The term “catastrophic health expenditure” describes the potential impact of ill health, often an acute event, on the ability to pay for essential household needs.17 In Asia the diagnosis of diabetes increases the risk of catastrophic health expenditure from 16% to 23%.18 Median household income in India is around $3000 a year,19 so converting from human insulin to insulin detemir would increase a person’s expenses by around 20% of this sum. If the aims of PREDICTIVE and A1chieve are predominantly those of marketing, then Novo Nordisk’s strategy may be driving households into catastrophic health expenditure.
Novo Nordisk can be justifiably proud of some of its social responsibility initiatives over the past 10 years, but it now needs to reclaim the moral high ground. It is hoped that, when the next Access to Medicines Index is published this year, the company will again be among the league leaders.
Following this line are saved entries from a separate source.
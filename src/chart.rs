use std::ops::Range;
use std::path::{Path, PathBuf};

use anyhow::{Context, Result};
use plotters::prelude::*;

use crate::color::ColorMap;
use crate::data::model::{ModuleSeries, RunMetricKey};

// ---------------------------------------------------------------------------
// Time-series chart (one per run × metric)
// ---------------------------------------------------------------------------

/// Output image dimensions in pixels.
#[derive(Debug, Clone, Copy, PartialEq, Eq)]
pub struct ChartSize {
    pub width: u32,
    pub height: u32,
}

/// `<run>_<metric>.png`, with `:` in the metric replaced by `_`.
pub fn chart_file_name(key: &RunMetricKey) -> String {
    format!("{}_{}.png", key.run, key.metric.replace(':', "_"))
}

/// Axis range covering all finite values.
///
/// A single distinct value is padded so the axis is never empty; no finite
/// values at all gives `0..1`.
pub fn axis_range<I>(values: I) -> Range<f64>
where
    I: IntoIterator<Item = f64>,
{
    let (lo, hi) = values
        .into_iter()
        .filter(|v| v.is_finite())
        .fold((f64::INFINITY, f64::NEG_INFINITY), |(lo, hi), v| {
            (lo.min(v), hi.max(v))
        });

    if lo > hi {
        return 0.0..1.0;
    }
    if lo == hi {
        let pad = if lo == 0.0 { 0.5 } else { lo.abs() * 0.05 };
        return (lo - pad)..(hi + pad);
    }
    lo..hi
}

/// Render one chart into `outdir` and return the written path.
///
/// Existing files of the same name are overwritten.
pub fn render_chart(
    outdir: &Path,
    key: &RunMetricKey,
    series: &ModuleSeries,
    size: ChartSize,
) -> Result<PathBuf> {
    let path = outdir.join(chart_file_name(key));

    let mut buf = vec![0u8; size.width as usize * size.height as usize * 3];
    draw(&mut buf, key, series, size).with_context(|| format!("drawing chart {key}"))?;

    let img = image::RgbImage::from_raw(size.width, size.height, buf)
        .context("chart buffer does not match image size")?;
    img.save_with_format(&path, image::ImageFormat::Png)
        .with_context(|| format!("writing {}", path.display()))?;
    Ok(path)
}

fn draw(buf: &mut [u8], key: &RunMetricKey, series: &ModuleSeries, size: ChartSize) -> Result<()> {
    let root = BitMapBackend::with_buffer(buf, (size.width, size.height)).into_drawing_area();
    root.fill(&WHITE)?;

    let x_range = axis_range(series.values().flatten().map(|&(t, _)| t));
    let y_range = axis_range(series.values().flatten().map(|&(_, v)| v));

    let mut chart = ChartBuilder::on(&root)
        .caption(key.to_string(), ("sans-serif", 22))
        .margin(12)
        .x_label_area_size(40)
        .y_label_area_size(70)
        .build_cartesian_2d(x_range, y_range)?;

    chart
        .configure_mesh()
        .x_desc("Time [s]")
        .y_desc(key.metric.as_str())
        .light_line_style(BLACK.mix(0.05))
        .draw()?;

    let colors = ColorMap::new(series.keys().map(String::as_str));
    for (module, points) in series {
        let color = colors.color_for(module);
        let finite = points
            .iter()
            .copied()
            .filter(|(t, v)| t.is_finite() && v.is_finite());

        chart
            .draw_series(LineSeries::new(finite, color.stroke_width(2)))?
            .label(module.as_str())
            .legend(move |(x, y)| PathElement::new(vec![(x, y), (x + 20, y)], color.stroke_width(2)));
    }

    chart
        .configure_series_labels()
        .background_style(WHITE.mix(0.8))
        .border_style(BLACK)
        .label_font(("sans-serif", 12))
        .draw()?;

    root.present()?;
    Ok(())
}
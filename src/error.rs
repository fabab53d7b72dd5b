//! Unified error handling for the analysis pipeline.
//!
//! Only structural failures live here: a run that hits one of these aborts and
//! the message is shown to the user. Metrics that are undefined for a given
//! session (fatigue index with a zero peak, slope with too few samples, ...)
//! are never errors; they come back as `None` in the metric structs.

use thiserror::Error;

/// Unified error type for analysis operations.
#[derive(Debug, Error)]
pub enum AnalysisError {
    /// No row survived numeric coercion of the required fields
    #[error(
        "No valid rows left after cleaning ({rows_read} rows read, \
         all missing a numeric time, SmO2 or power value)"
    )]
    EmptyDataset { rows_read: usize },

    /// A required canonical field has no source column
    #[error("No column found for {field}: expected {expected}")]
    NoMatchingColumn { field: String, expected: String },

    /// SmO2 never varies over the session, normalization is undefined
    #[error("SmO2 range is degenerate (min = max = {value:.2}), cannot normalize")]
    DegenerateRange { value: f64 },

    /// Breakpoints outside the bounds accepted by the protocol
    #[error("Invalid breakpoints: {message}")]
    InvalidBreakpoints { message: String },

    /// The caller picked a column that is not a candidate for the field
    #[error("Column '{column}' is not a candidate for {field}")]
    InvalidSelection { field: String, column: String },

    /// Time column goes backwards
    #[error("Time is not monotonic at row {index} ({previous} s followed by {current} s)")]
    UnorderedTime {
        index: usize,
        previous: f64,
        current: f64,
    },

    /// Breakpoints or selection do not belong to the requested protocol
    #[error("Protocol mismatch: {message}")]
    ProtocolMismatch { message: String },

    /// Delimited text could not be read or written
    #[error("CSV error: {0}")]
    Csv(#[from] csv::Error),

    /// Configuration could not be parsed or holds unusable values
    #[error("Configuration error: {message}")]
    Config { message: String },
}

/// Result type alias for analysis operations.
pub type Result<T> = std::result::Result<T, AnalysisError>;

/// Extension trait for converting Option to AnalysisError.
pub trait OptionExt<T> {
    /// Convert Option to Result with a missing-column error.
    fn ok_or_no_column(self, field: &str, expected: &str) -> Result<T>;

    /// Convert Option to Result with an empty-dataset error.
    fn ok_or_empty(self, rows_read: usize) -> Result<T>;
}

impl<T> OptionExt<T> for Option<T> {
    fn ok_or_no_column(self, field: &str, expected: &str) -> Result<T> {
        self.ok_or_else(|| AnalysisError::NoMatchingColumn {
            field: field.to_string(),
            expected: expected.to_string(),
        })
    }

    fn ok_or_empty(self, rows_read: usize) -> Result<T> {
        self.ok_or(AnalysisError::EmptyDataset { rows_read })
    }
}

impl From<serde_json::Error> for AnalysisError {
    fn from(err: serde_json::Error) -> Self {
        AnalysisError::Config {
            message: err.to_string(),
        }
    }
}

#[cfg(test)]
mod tests {
    use super::*;

    #[test]
    fn test_error_display() {
        let err = AnalysisError::NoMatchingColumn {
            field: "SmO2".to_string(),
            expected: "a column containing 'SmO2'".to_string(),
        };
        assert!(err.to_string().contains("SmO2"));

        let err = AnalysisError::EmptyDataset { rows_read: 12 };
        assert!(err.to_string().contains("12 rows"));
    }

    #[test]
    fn test_option_ext() {
        let none: Option<usize> = None;
        let result = none.ok_or_no_column("power", "Power -  2[W]");
        assert!(matches!(
            result,
            Err(AnalysisError::NoMatchingColumn { .. })
        ));

        let none: Option<usize> = None;
        assert!(matches!(
            none.ok_or_empty(3),
            Err(AnalysisError::EmptyDataset { rows_read: 3 })
        ));
    }
}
Cite this as: BMJ 2012;344:e3987
Competing interests: All authors have completed the Unified Competing Interest form at www.icmje.org/coi_disclosure.pdf (available on request from the corresponding author) and declare: no support from any organisation for the submitted work; no financial relationships with any organisations that might have an interest in the submitted work in the previous three years, no other relationships or activities that could appear to have influenced the submitted work.